◆ Work required
Give back the full set of entries exactly, keeping each line intact.

◆ Saved entries
★ ★ ★
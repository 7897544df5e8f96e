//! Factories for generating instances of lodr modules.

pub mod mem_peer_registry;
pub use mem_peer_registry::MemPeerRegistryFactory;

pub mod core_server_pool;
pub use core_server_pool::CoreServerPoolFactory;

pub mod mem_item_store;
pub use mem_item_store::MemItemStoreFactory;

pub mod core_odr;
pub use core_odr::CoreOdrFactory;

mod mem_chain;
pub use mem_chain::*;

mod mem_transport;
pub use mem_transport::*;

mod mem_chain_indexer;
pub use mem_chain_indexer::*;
★ ★ ★
◆ Completed exercise
repository 7897544df5e8f96e
//! Factories for generating instances of lodr modules.

pub mod mem_peer_registry;
pub use mem_peer_registry::MemPeerRegistryFactory;

pub mod core_server_pool;
pub use core_server_pool::CoreServerPoolFactory;

pub mod mem_item_store;
pub use mem_item_store::MemItemStoreFactory;

pub mod core_odr;
pub use core_odr::CoreOdrFactory;

mod mem_chain;
pub use mem_chain::*;

mod mem_transport;
pub use mem_transport::*;

mod mem_chain_indexer;
pub use mem_chain_indexer::*;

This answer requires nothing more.